Technical information
- Licensing authority: ENACOM

Links
- Website: canalnet.tv

= Net TV (Argentina) =

Argentine television network

Net TV is an Argentine commercial television network that is property of Grupo Perfil and operated by Kuarzo Entertainment Argentina. The network is headquartered in Barracas, Buenos Aires.
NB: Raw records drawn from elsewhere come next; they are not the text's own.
impl SurfaceEpoch {
    /// `None` when the surface has no area, in which case nothing was created.
    pub fn create(
        device: Arc<Device>,
        info: &SurfaceEpochInfo,
        previous: Option<&Swapchain>,
    ) -> Result<Option<Self>, SurfaceEpochCreateError> {
        let capabilities = info.surface.capabilities(info.physical_device.handle)?;
        let extent = swapchain::choose_extent(&capabilities, info.window_extent);
        if extent.width == 0 || extent.height == 0 {
            return Ok(None);
        }

        let swapchain = Swapchain::create(
            device.clone(),
            info.surface.handle,
            info.surface_config,
            &capabilities,
            extent,
            previous,
        )?;
        let pipeline =
            GraphicsPipeline::create(device.clone(), info.render_pass, info.shaders, extent)?;
        let frames = FrameResources::create(
            device,
            info.render_pass,
            &pipeline,
            &swapchain,
            info.clear_color,
        )?;

        Ok(Some(Self {
            frames,
            pipeline,
            swapchain,
        }))
    }
}

pub struct Context {
    epoch: SurfaceEpoch,
    render_pass: RenderPass,
    surface_config: SurfaceConfig,

    device: Arc<Device>,
    physical_device: PhysicalDevice,
    surface: Surface,
    _du_messenger: Option<DUMessenger>,
    _instance: Instance,
    _entry: ash::Entry,

    shaders: ShaderBinaries,
    clear_color: [f32; 4],
    window_extent: vk::Extent2D,
}

#[derive(Debug, Error)]
pub enum ContextCreateError {
    #[error("shader loading failed")]
    ShaderRead(#[from] ShaderReadError),

    #[error("unable to get necessary handles from window")]
    InvalidWindow(#[from] winit::raw_window_handle::HandleError),

    #[error("vulkan library loading failed")]
    VulkanLoad(#[from] ash::LoadingError),

    #[error("instance capability query failed")]
    CapabilityQuery(#[from] CapabilityQueryError),

    #[error("instance creation failed")]
    InstanceCreation(#[from] InstanceCreateError),

    #[error("debug utils messenger creation failed")]
    DUMCreation(#[from] DUMCreationError),

    #[error("surface creation failed")]
    SurfaceCreation(#[from] SurfaceCreateError),

    #[error("physical device selection failed")]
    PhysicalDeviceSelection(#[from] PhysicalDeviceSelectError),

    #[error("logical device creation failed")]
    DeviceCreation(#[from] DeviceCreateError),

    #[error("surface format selection failed")]
    SurfaceNegotiation(#[from] SurfaceQueryError),

    #[error("render pass creation failed")]
    RenderPassCreation(#[from] RenderPassCreateError),

    #[error("surface resources creation failed")]
    SurfaceEpochCreation(#[from] SurfaceEpochCreateError),

    #[error("surface has no area")]
    ZeroSizedSurface,
}

#[derive(Debug, Error)]
pub enum RenderError {
    #[error("waiting on the frame fence failed")]
    FenceWait(vk::Result),

    #[error("resetting the frame fence failed")]
    FenceReset(vk::Result),

    #[error("image acquisition failed")]
    ImageAcquisition(#[from] NextImageAcquireError),

    #[error("queue submission failed")]
    Submit(vk::Result),

    #[error("frame slot has no {0:?} semaphore")]
    MissingSemaphore(SemaphoreRole),

    #[error("frame target has no {0:?} command buffer")]
    MissingCommandBuffer(SubmitBuffer),

    #[error("swapchain presentation failed")]
    SwapchainPresent(#[from] PresentError),

    #[error("surface resources rebuild failed")]
    Rebuild(#[from] SurfaceEpochCreateError),

    #[error("waiting for the device to go idle failed")]
    WaitIdle(vk::Result),
}

impl Context {
    pub fn new(
        window: &Window,
        create_info: &ContextCreateInfo,
    ) -> Result<Self, ContextCreateError> {
        let _timer = ScopeTimer::start(log::Level::Info, "context creation");

        // Read before anything else exists, a bad binary has nothing to tear down.
        let shaders = ShaderBinaries::load(&create_info.shader_dir)?;

        let window_handle = window.window_handle()?.as_raw();
        let display_handle = window.display_handle()?.as_raw();
        let window_size = window.inner_size();
        let window_extent = vk::Extent2D {
            width: window_size.width,
            height: window_size.height,
        };

        // SAFETY: This is basically foreign code execution, and there is not way to properly ensure safety
        // here. It is unfortunately an uncontrollable risk we must accept.
        let entry = unsafe { ash::Entry::load() }?;
        let capabilities = InstanceCapabilities::enumerate(&entry)?;
        let platform_extensions = instance::required_platform_extensions(display_handle)?;
        let request =
            InstanceRequest::resolve(&platform_extensions, &capabilities, create_info.validation);
        let instance = Instance::create(
            &entry,
            &create_info.application_name,
            create_info.application_version,
            VK_VERSION,
            &request,
        )?;
        let du_messenger = if instance.debug_utils_enabled {
            Some(DUMessenger::create(&entry, &instance)?)
        } else {
            None
        };

        let surface = Surface::create(&entry, &instance, display_handle, window_handle)?;
        let physical_device = PhysicalDevice::select(&instance, &surface)?;

        // Every GPU object needs the device to destroy itself, so each of them holds a
        // reference to it.
        let device = Arc::new(Device::create(&instance, &physical_device)?);

        let surface_config = surface.negotiate(
            physical_device.handle,
            create_info.preferred_surface_format,
            create_info.preferred_present_mode,
        )?;
        let render_pass = RenderPass::create(device.clone(), surface_config.format.format)?;

        let epoch = SurfaceEpoch::create(
            device.clone(),
            &SurfaceEpochInfo {
                surface: &surface,
                physical_device: &physical_device,
                surface_config: &surface_config,
                render_pass: &render_pass,
                shaders: &shaders,
                clear_color: create_info.clear_color,
                window_extent,
            },
            None,
        )?
        .ok_or(ContextCreateError::ZeroSizedSurface)?;

        Ok(Self {
            epoch,
            render_pass,
            surface_config,

            device,
            physical_device,
            surface,
            _du_messenger: du_messenger,
            _instance: instance,
            _entry: entry,

            shaders,
            clear_color: create_info.clear_color,
            window_extent,
        })
    }

    /// Size used for the next rebuild when the surface lets the swapchain pick its extent.
    pub fn set_window_extent(&mut self, width: u32, height: u32) {
        self.window_extent = vk::Extent2D { width, height };
    }

    pub fn surface_config(&self) -> SurfaceConfig {
        self.surface_config
    }

    pub fn extent(&self) -> vk::Extent2D {
        self.epoch.swapchain.extent
    }

    pub fn image_count(&self) -> usize {
        self.epoch.swapchain.images.len()
    }

    fn submit_frame(&self, image_index: u32) -> Result<(), RenderError> {
        let frames = &self.epoch.frames;
        let slot = frames.current_slot();
        let target = frames.target(image_index);

        // Resolved before the fence reset, a failed lookup must not leave it unsignaled.
        let submissions = frames
            .submit_plans
            .iter()
            .map(|plan| ResolvedSubmit::resolve(plan, &self.device, slot, target))
            .collect::<Result<Vec<_>, _>>()?;

        // The fence is only reset once the work that will signal it is about to be queued.
        unsafe { self.device.reset_fences(&[slot.in_flight]) }.map_err(RenderError::FenceReset)?;

        for submission in &submissions {
            let submit_info = vk::SubmitInfo::default()
                .wait_semaphores(&submission.wait_semaphores)
                .wait_dst_stage_mask(&submission.wait_stages)
                .command_buffers(&submission.command_buffers)
                .signal_semaphores(&submission.signal_semaphores);
            unsafe {
                self.device
                    .queue_submit(submission.queue, &[submit_info], submission.fence)
            }
            .map_err(RenderError::Submit)?;
        }

        Ok(())
    }
}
Net TV made its formal debut on October 1, 2018 with the cooking-themed talk show Como Todo, becoming the sixth "must carry" broadcast network of Argentina and the first in 54 years, after the 1964 launch of América TV.

== History ==
Net TV was conceived by Grupo Perfil's founder Jorge Fontevecchia, with the idea to expand the publishing company into audiovisual media. In October 2015, Fontevecchia opened the company's new headquarters in the Barracas neighborhood of Buenos Aires, which were equipped with radio and television studios, and presented to the Federal Authority for Audiovisual Communication Services (AFSCA) a proposal to license new radio and television stations. The original plan included AM and FM radio stations and must carry digital television networks. On September 25, 2015, the proposal was rejected by the AFSCA due to "flaws" in the documentation that was presented.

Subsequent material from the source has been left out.